Со временем Августин начал ценить ее молчание. Девочка была разумным созданием, а разум он ставил превыше всего. Когда он ее нашел, то поначалу ударился в меланхолию и позволил себе много жалоб на судьбу. Тогда он неустанно проверял радиочастоты, надеясь, что за потерянным ребенком скоро вернутся; что из безотрадной тишины вдруг объявятся военные, заберут девочку, – а его, Августина, оставят в покое. И пока он прокручивал в голове все «почему»: почему замолкли приемники, почему ребенка забыли на станции, – Айрис просто смирилась с положением вещей и стала потихоньку осваиваться. Постепенно и ее присутствие, и ее молчание перестали его раздражать. Проклюнулся первый росточек симпатии, и Августин решил, что о вопросах можно пока забыть. С тех пор, как обсерваторию окутала полярная ночь, единственным важным вопросом оставался тот, что задала девочка: как долго еще продлится тьма?

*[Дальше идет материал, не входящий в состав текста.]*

//! Identifier newtypes for documents and users.
//!
//! All host documents are keyed by UUIDs. The newtypes keep actor,
//! user, and message identifiers from being mixed up at compile time;
//! their `Display` impls print the short 8-character prefix used in
//! logs and CLI output.

use std::fmt;

use serde::{Deserialize, Serialize};
use uuid::Uuid;

/// Unique identifier for an actor document.
#[derive(Debug, Clone, Copy, PartialEq, Eq, Hash, Serialize, Deserialize)]
pub struct ActorId(pub Uuid);

impl ActorId {
    /// Generate a new random actor ID.
    pub fn new() -> Self {
        Self(Uuid::new_v4())
    }
}

impl Default for ActorId {
    fn default() -> Self {
        Self::new()
    }
}

impl fmt::Display for ActorId {
    fn fmt(&self, f: &mut fmt::Formatter<'_>) -> fmt::Result {
        write!(f, "{}", &self.0.to_string()[..8])
    }
}

/// Unique identifier for a user.
#[derive(Debug, Clone, Copy, PartialEq, Eq, Hash, Serialize, Deserialize)]
pub struct UserId(pub Uuid);

impl UserId {
    /// Generate a new random user ID.
    pub fn new() -> Self {
        Self(Uuid::new_v4())
    }
}

impl Default for UserId {
    fn default() -> Self {
        Self::new()
    }
}

impl fmt::Display for UserId {
    fn fmt(&self, f: &mut fmt::Formatter<'_>) -> fmt::Result {
        write!(f, "{}", &self.0.to_string()[..8])
    }
}

/// Unique identifier for a chat message.
#[derive(Debug, Clone, Copy, PartialEq, Eq, Hash, Serialize, Deserialize)]
pub struct MessageId(pub Uuid);

impl MessageId {
    /// Generate a new random message ID.
    pub fn new() -> Self {
        Self(Uuid::new_v4())
    }
}

impl Default for MessageId {
    fn default() -> Self {
        Self::new()
    }
}

impl fmt::Display for MessageId {
    fn fmt(&self, f: &mut fmt::Formatter<'_>) -> fmt::Result {
        write!(f, "{}", &self.0.to_string()[..8])
    }
}

#[cfg(test)]
mod tests {
    use super::*;

    #[test]
    fn display_is_short_prefix() {
        let id = ActorId::new();
        let shown = id.to_string();
        assert_eq!(shown.len(), 8);
        assert!(id.0.to_string().starts_with(&shown));
    }

    #[test]
    fn ids_are_distinct_types_with_distinct_values() {
        assert_ne!(UserId::new().0, UserId::new().0);
        assert_ne!(MessageId::new().0, MessageId::new().0);
    }

    #[test]
    fn serializes_as_plain_uuid() {
        let id = MessageId::new();
        let json = serde_json::to_string(&id).unwrap();
        assert_eq!(json, format!("\"{}\"", id.0));
    }
}
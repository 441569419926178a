//! Chat context-menu entries.

use serde::{Deserialize, Serialize};

/// An entry a module contributes to the chat message context menu.
#[derive(Debug, Clone, PartialEq, Eq, Serialize, Deserialize)]
pub struct MenuEntry {
    /// Stable identifier the host passes back when the entry is picked.
    pub id: String,
    /// Localization key for the display label.
    pub label: String,
    /// Icon class, e.g. `"fas fa-users"`.
    pub icon: String,
}

impl MenuEntry {
    /// Create a menu entry.
    pub fn new(
        id: impl Into<String>,
        label: impl Into<String>,
        icon: impl Into<String>,
    ) -> Self {
        Self {
            id: id.into(),
            label: label.into(),
            icon: icon.into(),
        }
    }
}
//! Subcommand implementations for the `fp` binary.

pub mod demo;
pub mod pips;

use colored::Colorize;
use fp_module::{FriendPoints, sheet};

/// Render a pip row like `[##-] 2/3`, colored by how full the pool is.
pub(crate) fn pip_row(points: FriendPoints) -> String {
    let row: String = sheet::pip_states(points)
        .iter()
        .map(|&filled| if filled { '#' } else { '-' })
        .collect();
    let row = if points.is_empty() {
        row.red()
    } else if points.is_full() {
        row.green()
    } else {
        row.yellow()
    };
    format!("[{row}] {points}")
}
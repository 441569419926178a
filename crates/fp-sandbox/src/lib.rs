//! In-memory reference host for `fp-api` modules.
//!
//! The sandbox wires every host contract to deterministic in-memory
//! implementations: vector-backed document stores, scripted dialogs, a
//! seeded dice server, and a task-based remote channel between
//! connected sessions. Tests and the demo binary drive modules through
//! it the way a real host would: install, connect, then feed renders,
//! clicks, messages, and menu picks. Everything the host does lands in
//! an observable [`EventLog`].

/// Scripted dialog responders.
pub mod dialogs;
/// Seeded dice server.
pub mod dice;
/// The observable event log.
pub mod events;
/// In-memory string catalog.
pub mod i18n;
/// Captured toast notifications.
pub mod notify;
/// Sessions and the remote channel.
pub mod sessions;
/// Settings registry with kind checking.
pub mod settings;
/// Actor and chat document stores.
pub mod store;
/// `{{variable}}` template rendering.
pub mod templates;
/// User directory with connection tracking.
pub mod users;

/// Re-export dialog scripting.
pub use dialogs::DialogScript;
/// Re-export event types.
pub use events::{EventLog, NotifyLevel, SandboxEvent};

use std::collections::HashMap;
use std::sync::{Arc, RwLock};

use fp_api::{
    Actor, ActorId, ActorStore, ChatLog, ChatMessage, HostContext, HostError, HostResult,
    MenuEntry, MessageDraft, MessageId, Module, OwnershipLevel, SheetCommand, SheetNode,
    SheetRender, User, UserId,
};

use dialogs::{SandboxDialogs, ScriptTable};
use dice::SandboxDice;
use i18n::SandboxI18n;
use notify::SandboxNotifier;
use sessions::{SandboxRemote, SessionRegistry};
use settings::SandboxSettings;
use store::{SandboxActors, SandboxChat};
use templates::SandboxTemplates;
use users::SandboxUsers;

/// Take a lock, recovering the guard if a panicking holder poisoned it.
pub(crate) fn relock<G>(result: Result<G, std::sync::PoisonError<G>>) -> G {
    result.unwrap_or_else(std::sync::PoisonError::into_inner)
}

/// Builder for a [`Sandbox`].
#[derive(Default)]
pub struct SandboxBuilder {
    seed: u64,
    users: Vec<User>,
    actors: Vec<Actor>,
    scripts: HashMap<UserId, DialogScript>,
}

impl SandboxBuilder {
    /// Seed for the dice server.
    pub fn with_seed(mut self, seed: u64) -> Self {
        self.seed = seed;
        self
    }

    /// Add a user account.
    pub fn with_user(mut self, user: User) -> Self {
        self.users.push(user);
        self
    }

    /// Add a pre-world actor document. Creation hooks do not fire for
    /// actors seeded here; module `ready` passes pick them up.
    pub fn with_actor(mut self, actor: Actor) -> Self {
        self.actors.push(actor);
        self
    }

    /// Assign a user's dialog script (default: dismiss everything).
    pub fn with_script(mut self, user: UserId, script: DialogScript) -> Self {
        self.scripts.insert(user, script);
        self
    }

    /// Assemble the sandbox.
    pub fn build(self) -> Sandbox {
        let events = Arc::new(EventLog::new());
        Sandbox {
            actors: Arc::new(SandboxActors::new(self.actors, Arc::clone(&events))),
            chat: Arc::new(SandboxChat::new(Arc::clone(&events))),
            users: Arc::new(SandboxUsers::new(self.users)),
            settings: Arc::new(SandboxSettings::new(Arc::clone(&events))),
            templates: Arc::new(SandboxTemplates::new()),
            i18n: Arc::new(SandboxI18n::new()),
            dice: Arc::new(SandboxDice::new(self.seed)),
            scripts: Arc::new(RwLock::new(self.scripts)),
            registry: Arc::new(SessionRegistry::default()),
            modules: RwLock::new(Vec::new()),
            events,
        }
    }
}

/// The assembled in-memory host.
pub struct Sandbox {
    actors: Arc<SandboxActors>,
    chat: Arc<SandboxChat>,
    users: Arc<SandboxUsers>,
    settings: Arc<SandboxSettings>,
    templates: Arc<SandboxTemplates>,
    i18n: Arc<SandboxI18n>,
    dice: Arc<SandboxDice>,
    events: Arc<EventLog>,
    scripts: ScriptTable,
    registry: Arc<SessionRegistry>,
    modules: RwLock<Vec<Arc<dyn Module>>>,
}

impl Sandbox {
    /// Start building a sandbox.
    pub fn builder() -> SandboxBuilder {
        SandboxBuilder::default()
    }

    /// Install a module. Install everything before connecting sessions
    /// so each session runs the full module lifecycle.
    pub fn install(&self, module: Arc<dyn Module>) {
        relock(self.modules.write()).push(module);
    }

    fn modules(&self) -> Vec<Arc<dyn Module>> {
        relock(self.modules.read()).clone()
    }

    /// Build the per-session service handle for a user.
    pub fn context(&self, user: UserId) -> HostResult<HostContext> {
        if !self.users.contains(user) {
            return Err(HostError::UserNotFound(user));
        }
        Ok(HostContext {
            user,
            actors: Arc::clone(&self.actors) as _,
            chat: Arc::clone(&self.chat) as _,
            users: Arc::clone(&self.users) as _,
            dialogs: Arc::new(SandboxDialogs::new(
                user,
                Arc::clone(&self.scripts),
                Arc::clone(&self.events),
            )),
            remote: Arc::new(SandboxRemote::new(
                user,
                Arc::clone(&self.registry),
                Arc::clone(&self.events),
            )),
            templates: Arc::clone(&self.templates) as _,
            settings: Arc::clone(&self.settings) as _,
            i18n: Arc::clone(&self.i18n) as _,
            notify: Arc::new(SandboxNotifier::new(user, Arc::clone(&self.events))),
            dice: Arc::clone(&self.dice) as _,
        })
    }

    /// Connect a user's session: marks the user active, then runs every
    /// installed module's `init` and `ready` with the session context.
    pub async fn connect(&self, user: UserId) -> HostResult<HostContext> {
        let ctx = self.context(user)?;
        self.registry.connect(user);
        self.users.set_active(user, true);
        tracing::info!(%user, "session connected");
        for module in self.modules() {
            module.init(&ctx).await;
            module.ready(&ctx).await;
        }
        Ok(ctx)
    }

    /// Disconnect a user's session. In-flight remote calls to it fail
    /// with a closed channel.
    pub fn disconnect(&self, user: UserId) {
        self.registry.disconnect(user);
        self.users.set_active(user, false);
        tracing::info!(%user, "session disconnected");
    }

    /// Whether a user currently has a connected session.
    pub fn is_connected(&self, user: UserId) -> bool {
        self.registry.is_connected(user)
    }

    /// Create an actor mid-session and fire creation hooks as `as_user`.
    pub async fn create_actor(&self, as_user: UserId, actor: Actor) -> HostResult<ActorId> {
        let ctx = self.context(as_user)?;
        let id = self.actors.insert(actor).await;
        for module in self.modules() {
            module.on_actor_created(&ctx, id).await;
        }
        Ok(id)
    }

    /// Render an actor's sheet for a viewer and run module render hooks.
    pub async fn render_sheet(
        &self,
        viewer: UserId,
        actor: ActorId,
        minimized: bool,
    ) -> HostResult<SheetRender> {
        let ctx = self.context(viewer)?;
        let doc = self.actors.get(actor).await?;
        let owner = doc.ownership_level(viewer) >= OwnershipLevel::Owner;
        let mut render = SheetRender {
            actor: Some(actor),
            viewer,
            owner,
            minimized,
            root: default_sheet(&doc),
        };
        for module in self.modules() {
            module.on_render_sheet(&ctx, &mut render).await;
        }
        Ok(render)
    }

    /// Dispatch an activated sheet command to the module that owns it.
    pub async fn activate(&self, viewer: UserId, command: &SheetCommand) -> HostResult<()> {
        let ctx = self.context(viewer)?;
        for module in self.modules() {
            if module.id() == command.module {
                module.on_sheet_command(&ctx, command).await;
            }
        }
        Ok(())
    }

    /// Context-menu entries modules currently show for a message.
    pub fn menu_entries_for(&self, message: &ChatMessage) -> Vec<MenuEntry> {
        self.modules()
            .iter()
            .flat_map(|m| {
                m.chat_menu_entries()
                    .into_iter()
                    .filter(|e| m.menu_entry_visible(&e.id, message))
                    .collect::<Vec<_>>()
            })
            .collect()
    }

    /// Pick a module's context-menu entry on a message.
    pub async fn pick_menu_entry(
        &self,
        viewer: UserId,
        entry: &str,
        message: MessageId,
    ) -> HostResult<()> {
        let ctx = self.context(viewer)?;
        for module in self.modules() {
            if module.chat_menu_entries().iter().any(|e| e.id == entry) {
                module.on_menu_action(&ctx, entry, message).await;
            }
        }
        Ok(())
    }

    /// Post a chat message directly (host-side helper for demos and
    /// tests).
    pub async fn post_message(&self, draft: MessageDraft) -> HostResult<ChatMessage> {
        self.chat.create(draft).await
    }

    /// Current chat log, oldest first.
    pub async fn chat_log(&self) -> Vec<ChatMessage> {
        self.chat.list().await.unwrap_or_default()
    }

    /// Fetch an actor document.
    pub async fn actor(&self, id: ActorId) -> HostResult<Actor> {
        self.actors.get(id).await
    }

    /// Make the next actor flag write fail with a storage error.
    pub fn fail_next_actor_write(&self, reason: &str) {
        self.actors.fail_next_write(reason);
    }

    /// Snapshot of everything the host has done, oldest first.
    pub fn events(&self) -> Vec<SandboxEvent> {
        self.events.snapshot()
    }

    /// The shared event log handle.
    pub fn event_log(&self) -> Arc<EventLog> {
        Arc::clone(&self.events)
    }

    /// Notifications a user has received, oldest first.
    pub fn notifications_for(&self, user: UserId) -> Vec<(NotifyLevel, String)> {
        self.events.notifications_for(user)
    }
}

/// The host's stock character sheet scaffold.
fn default_sheet(actor: &Actor) -> SheetNode {
    SheetNode::new("form")
        .with_class("character-sheet")
        .with_child(
            SheetNode::new("header")
                .with_class("char-header")
                .with_text(actor.name.clone()),
        )
        .with_child(
            SheetNode::new("div")
                .with_class("char-details")
                .with_child(SheetNode::new("div").with_class("abilities"))
                .with_child(SheetNode::new("div").with_class("dots")),
        )
}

– А если я скажу, что вон та звезда – на самом деле планета? – однажды спросила мать, показывая на небо. – Ты мне поверишь?
Да, конечно, да, ответил Августин, он поверит, – и она назвала его умницей и хорошим мальчиком, ведь этот белый огонек прямо над крышами – Юпитер.
Августин обожал ее, когда был маленьким, – пока не понял, что она не похожа на мам других детей, живущих по соседству. Вслед за ней его то охватывало воодушевление, то сбивала с ног тоска, – он реагировал на малейшие перепады ее настроения горячо и чутко, как верный пес. Даже сейчас, закрыв глаза, Августин видел ее кудрявые каштановые волосы с проблеском седины, ее губы, небрежно, без зеркала, накрашенные винной помадой, ее восхищенный взгляд, когда она указывала на ярчайшую из звезд, зависших над домами в Мичигане.
Тот хороший смышленый малыш, оказавшись в суровых краях на попечении старика-незнакомца, наверняка заплакал бы, заверещал, затопал ногами. Августин никогда не был особенно смелым ребенком. Возможно, он предпринял бы робкую попытку сбежать – захватив немного припасов, шагнул бы в пустынную даль, – но через пару часов приплелся бы обратно. А скажи ему кто-нибудь, что идти больше некуда, что мама не утешит, что у него больше нет никого в этом мире, – как бы он поступил тогда?